**Work order**
Within the material below, find each line bearing the word "ResumeAnalysis" and present it.

**Extracted entries**

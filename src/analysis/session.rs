use crate::analysis::ResumeEnhancer;
use crate::error::{Error, Result};
use crate::models::{Document, DocumentKind, DocumentSet, OptimizedResume, ResumeAnalysis};

/// State for one interactive run: the uploaded documents and the most recent
/// results. Nothing here outlives the process unless exported.
pub struct EnhancementSession {
    enhancer: ResumeEnhancer,
    resume: Document,
    documents: Option<DocumentSet>,
    analysis: Option<ResumeAnalysis>,
    optimized: Option<OptimizedResume>,
}

impl EnhancementSession {
    pub fn new(enhancer: ResumeEnhancer, documents: DocumentSet) -> Self {
        Self {
            enhancer,
            resume: documents.resume.clone(),
            documents: Some(documents),
            analysis: None,
            optimized: None,
        }
    }

    /// Resumes from an analysis exported by an earlier run. Only the
    /// optimization step is available.
    pub fn from_analysis(enhancer: ResumeEnhancer, resume: Document, analysis: ResumeAnalysis) -> Result<Self> {
        if resume.kind != DocumentKind::Resume || resume.is_blank() {
            return Err(Error::MissingDocument(DocumentKind::Resume));
        }

        let mut session = Self {
            enhancer,
            resume,
            documents: None,
            analysis: None,
            optimized: None,
        };
        session.restore_analysis(analysis);
        Ok(session)
    }

    pub fn restore_analysis(&mut self, mut analysis: ResumeAnalysis) {
        if analysis.match_score.is_none() {
            analysis.match_score = crate::llm::parser::parse_score(&analysis.score);
        }
        self.analysis = Some(analysis);
        self.optimized = None;
    }

    pub async fn generate_report(&mut self) -> Result<&ResumeAnalysis> {
        let documents = self.documents.as_ref().ok_or(Error::DocumentsNotLoaded)?;

        let analysis = self.enhancer.analyze(documents).await?;
        self.optimized = None;
        Ok(&*self.analysis.insert(analysis))
    }

    pub async fn optimize_resume(&mut self) -> Result<&OptimizedResume> {
        let analysis = self.analysis.as_ref().ok_or(Error::NoAnalysis)?;
        let optimized = self.enhancer.optimize(&self.resume, analysis).await?;
        Ok(&*self.optimized.insert(optimized))
    }

    pub fn analysis(&self) -> Option<&ResumeAnalysis> {
        self.analysis.as_ref()
    }

    pub fn optimized(&self) -> Option<&OptimizedResume> {
        self.optimized.as_ref()
    }

    pub fn resume(&self) -> &Document {
        &self.resume
    }

    /// New score minus original score, when both were readable.
    pub fn score_delta(&self) -> Option<i16> {
        let before = self.analysis.as_ref()?.match_score?;
        let after = self.optimized.as_ref()?.new_match_score?;
        Some(after.value() as i16 - before.value() as i16)
    }
}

**Output for this task**
use crate::models::{Document, DocumentKind, DocumentSet, OptimizedResume, ResumeAnalysis};
    analysis: Option<ResumeAnalysis>,
    pub fn from_analysis(enhancer: ResumeEnhancer, resume: Document, analysis: ResumeAnalysis) -> Result<Self> {
    pub fn restore_analysis(&mut self, mut analysis: ResumeAnalysis) {
    pub async fn generate_report(&mut self) -> Result<&ResumeAnalysis> {
    pub fn analysis(&self) -> Option<&ResumeAnalysis> {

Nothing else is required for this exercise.